Choose a plain cheese or veggie wedge. Swap cured meats for fresh veg. Split a ranch cup and skip extra shakers. Small shifts like these protect your daily cap.

How Antonio’s Style Affects The Numbers

By-the-slice outfits stretch big pies and keep the base thin. That shape gives you a wide piece with a crisp rim and a foldable center. The profile usually matches the cheese and pepperoni lab slices on weight, then climbs as toppings stack. A thick square like a Sicilian piece pushes carbs more than protein. A white slice leans richer thanks to extra dairy.

If you often order two wedges, try mixing one plain with one loaded. You’ll keep variety and shave a fair number of calories and milligrams compared with two heavy picks.

How To Log Your Meal Accurately

Pick A Matching Entry

Tracking apps pull from public datasets. Choose a cheese or pepperoni entry that lists a slice near 100–120 g. If your piece is thicker, scale the serving to match your weight. Accuracy beats wishful entries.

Add Sauces And Drinks

Count ranch, garlic butter, and sodas. A single two-ounce ranch cup can tack on 280 calories and heavy sodium. Water, seltzer, or unsweetened tea keep the tally cleaner.

Save Your Template

Once you build a clean entry for your favorite combo, save it. Next time, it’s a quick tap to log the same order.

Ingredient Swaps That Matter

Crust Choices

Thin and crispy trims carbs. Pan or thick styles ups the gram count per bite. If a lighter day is the goal, go thin and stick to one wedge.

Cheese Amount

A standard pass delivers the most flavor for the calories. Extra cheese lifts satisfaction, yet it also lifts fat and sodium. If you love that extra pull, pair it with plain toppings.

Meats And Veggies

Pepperoni and sausage taste great, though they bring salt. Grilled chicken, mushrooms, onions, peppers, and spinach add texture with a smaller sodium bump. Double veg keeps color on the plate.

Allergens And Dietary Notes

Most slices include wheat and dairy. Some shops offer gluten-free crusts, yet ovens are shared in many busy kitchens. If you need strict separation, call ahead to ask about prep areas and tools. For dairy-free needs, a no-cheese red slice with extra veg can work at many counters.

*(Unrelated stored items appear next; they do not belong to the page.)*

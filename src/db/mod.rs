//! # Relational mirror
//!
//! Local SQLite copy of the catalog entities. Serves reads when it is the
//! authoritative backend and is the source and target of backup/restore.

pub mod pool;

pub use pool::create_pool;

use async_trait::async_trait;
use chrono::{DateTime, Utc};
use serde::Serialize;
use sqlx::sqlite::{SqlitePool, SqliteRow};
use sqlx::Row;
use tracing::{debug, info};

use crate::backend::MetadataBackend;
use crate::constants::SITE_CONFIG_ID;
use crate::error::{AppError, Result};
use crate::models::{
    NewSession, NewUser, NewVideo, Session, SessionPatch, SiteConfig, SiteConfigPatch, User,
    UserPatch, Video, VideoDuration, VideoPatch,
};
use crate::security::generate_id;

const VIDEO_COLUMNS: &str = "id, title, description, price, duration, video_file_id, \
     thumbnail_file_id, thumbnail_url, product_link, views, is_active, is_purchased, created_at";

const USER_COLUMNS: &str = "id, email, name, password, created_at";

const SESSION_COLUMNS: &str = "id, user_id, token, expires_at, created_at, is_active";

/// Row counts per table
#[derive(Debug, Clone, Copy, Default, PartialEq, Eq, Serialize)]
pub struct TableCounts {
    pub videos: i64,
    pub users: i64,
    pub sessions: i64,
    pub site_config: i64,
}

pub struct RelationalMirror {
    pool: SqlitePool,
}

impl RelationalMirror {
    pub fn new(pool: SqlitePool) -> Self {
        Self { pool }
    }

    /// Open (or create) the database file and wrap it
    pub async fn connect(database_url: &str) -> Result<Self> {
        let pool = create_pool(database_url).await?;
        Ok(Self::new(pool))
    }

    pub fn pool(&self) -> &SqlitePool {
        &self.pool
    }

    // -------------------------------------------------------------------------
    // Restore support
    // -------------------------------------------------------------------------

    /// Insert a video as-is, keeping its id, counters and timestamps
    pub async fn insert_video(&self, video: &Video) -> Result<()> {
        sqlx::query(
            "INSERT OR REPLACE INTO videos (id, title, description, price, duration, video_file_id, \
             thumbnail_file_id, thumbnail_url, product_link, views, is_active, is_purchased, \
             created_at, updated_at) VALUES (?, ?, ?, ?, ?, ?, ?, ?, ?, ?, ?, ?, ?, ?)",
        )
        .bind(&video.id)
        .bind(&video.title)
        .bind(&video.description)
        .bind(video.price)
        .bind(video.duration.to_stored())
        .bind(&video.video_file_id)
        .bind(&video.thumbnail_file_id)
        .bind(&video.thumbnail_url)
        .bind(&video.product_link)
        .bind(counter_to_sql(video.views))
        .bind(video.is_active)
        .bind(video.is_purchased)
        .bind(video.created_at)
        .bind(Utc::now())
        .execute(&self.pool)
        .await?;
        Ok(())
    }

    /// Insert a user as-is. An id or email (any case) already present is a
    /// `Conflict`, never a silent replacement.
    pub async fn insert_user(&self, user: &User) -> Result<()> {
        sqlx::query(
            "INSERT INTO users (id, email, name, password, created_at, updated_at) \
             VALUES (?, ?, ?, ?, ?, ?)",
        )
        .bind(&user.id)
        .bind(&user.email)
        .bind(&user.name)
        .bind(&user.password)
        .bind(user.created_at)
        .bind(Utc::now())
        .execute(&self.pool)
        .await
        .map_err(|e| {
            unique_violation(e, || {
                format!("User {} ({}) collides with an existing user", user.id, user.email)
            })
        })?;
        Ok(())
    }

    pub async fn insert_session(&self, session: &Session) -> Result<()> {
        sqlx::query(
            "INSERT INTO sessions (id, user_id, token, expires_at, created_at, is_active) \
             VALUES (?, ?, ?, ?, ?, ?)",
        )
        .bind(&session.id)
        .bind(&session.user_id)
        .bind(&session.token)
        .bind(session.expires_at)
        .bind(session.created_at)
        .bind(session.is_active)
        .execute(&self.pool)
        .await
        .map_err(|e| {
            unique_violation(e, || format!("Session {} collides with an existing session", session.id))
        })?;
        Ok(())
    }

    /// Overwrite the site configuration singleton
    pub async fn replace_site_config(&self, config: &SiteConfig) -> Result<()> {
        sqlx::query(
            "INSERT OR REPLACE INTO site_config (id, site_name, paypal_client_id, \
             paypal_me_username, stripe_publishable_key, stripe_secret_key, telegram_username, \
             video_list_title, crypto, email_host, email_port, email_secure, email_user, \
             email_pass, email_from, wasabi_config, updated_at) \
             VALUES (?, ?, ?, ?, ?, ?, ?, ?, ?, ?, ?, ?, ?, ?, ?, ?, ?)",
        )
        .bind(SITE_CONFIG_ID)
        .bind(&config.site_name)
        .bind(&config.paypal_client_id)
        .bind(&config.paypal_me_username)
        .bind(&config.stripe_publishable_key)
        .bind(&config.stripe_secret_key)
        .bind(&config.telegram_username)
        .bind(&config.video_list_title)
        .bind(serde_json::to_string(&config.crypto)?)
        .bind(&config.email_host)
        .bind(&config.email_port)
        .bind(config.email_secure)
        .bind(&config.email_user)
        .bind(&config.email_pass)
        .bind(&config.email_from)
        .bind(serde_json::to_string(&config.wasabi_config)?)
        .bind(Utc::now())
        .execute(&self.pool)
        .await?;
        Ok(())
    }

    /// Empty every table
    pub async fn clear_all(&self) -> Result<()> {
        let mut tx = self.pool.begin().await?;

        for table in ["sessions", "videos", "users", "site_config"] {
            sqlx::query(&format!("DELETE FROM {}", table))
                .execute(&mut *tx)
                .await?;
        }

        tx.commit().await?;
        info!("Cleared all mirror tables");
        Ok(())
    }

    /// Every video, inactive ones included, newest first
    pub async fn export_videos(&self) -> Result<Vec<Video>> {
        let rows = sqlx::query(&format!(
            "SELECT {} FROM videos ORDER BY created_at DESC",
            VIDEO_COLUMNS
        ))
        .fetch_all(&self.pool)
        .await?;

        rows.iter().map(video_from_row).collect()
    }

    pub async fn counts(&self) -> Result<TableCounts> {
        let row = sqlx::query(
            "SELECT \
             (SELECT COUNT(*) FROM videos) AS videos, \
             (SELECT COUNT(*) FROM users) AS users, \
             (SELECT COUNT(*) FROM sessions) AS sessions, \
             (SELECT COUNT(*) FROM site_config) AS site_config",
        )
        .fetch_one(&self.pool)
        .await?;

        Ok(TableCounts {
            videos: row.try_get("videos")?,
            users: row.try_get("users")?,
            sessions: row.try_get("sessions")?,
            site_config: row.try_get("site_config")?,
        })
    }

    // -------------------------------------------------------------------------
    // Row writes shared by create and update
    // -------------------------------------------------------------------------

    async fn write_video(&self, video: &Video) -> Result<()> {
        sqlx::query(
            "UPDATE videos SET title = ?, description = ?, price = ?, duration = ?, \
             video_file_id = ?, thumbnail_file_id = ?, thumbnail_url = ?, product_link = ?, \
             views = ?, is_active = ?, is_purchased = ?, updated_at = ? WHERE id = ?",
        )
        .bind(&video.title)
        .bind(&video.description)
        .bind(video.price)
        .bind(video.duration.to_stored())
        .bind(&video.video_file_id)
        .bind(&video.thumbnail_file_id)
        .bind(&video.thumbnail_url)
        .bind(&video.product_link)
        .bind(counter_to_sql(video.views))
        .bind(video.is_active)
        .bind(video.is_purchased)
        .bind(Utc::now())
        .bind(&video.id)
        .execute(&self.pool)
        .await?;
        Ok(())
    }

    async fn email_owner(&self, email: &str) -> Result<Option<String>> {
        let row = sqlx::query("SELECT id FROM users WHERE email = ?")
            .bind(email)
            .fetch_optional(&self.pool)
            .await?;

        row.map(|row| row.try_get("id").map_err(AppError::from))
            .transpose()
    }

    async fn get_session(&self, id: &str) -> Result<Option<Session>> {
        let row = sqlx::query(&format!(
            "SELECT {} FROM sessions WHERE id = ?",
            SESSION_COLUMNS
        ))
        .bind(id)
        .fetch_optional(&self.pool)
        .await?;

        row.as_ref().map(session_from_row).transpose()
    }
}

Where These Numbers Come From

The calorie and macro ranges here use standard lab references for cheese and pepperoni slices. A common cheese wedge comes in around 285 calories with about 12 g protein, and a typical pepperoni piece sits near 313 calories. Sodium runs in the mid-hundreds per slice. Restaurants vary, so treat the ranges as a tool, not a lab report.

Helpful References For Deeper Detail

You can compare lab entries for cheese and pepperoni slices at USDA-based databases. Public guidance caps daily sodium near 2,300 mg for teens and adults; plan your day so a couple of wedges still fit that cap. For a closer look, see the FDA sodium guidance and the USDA FoodData Central portal for pizza entries.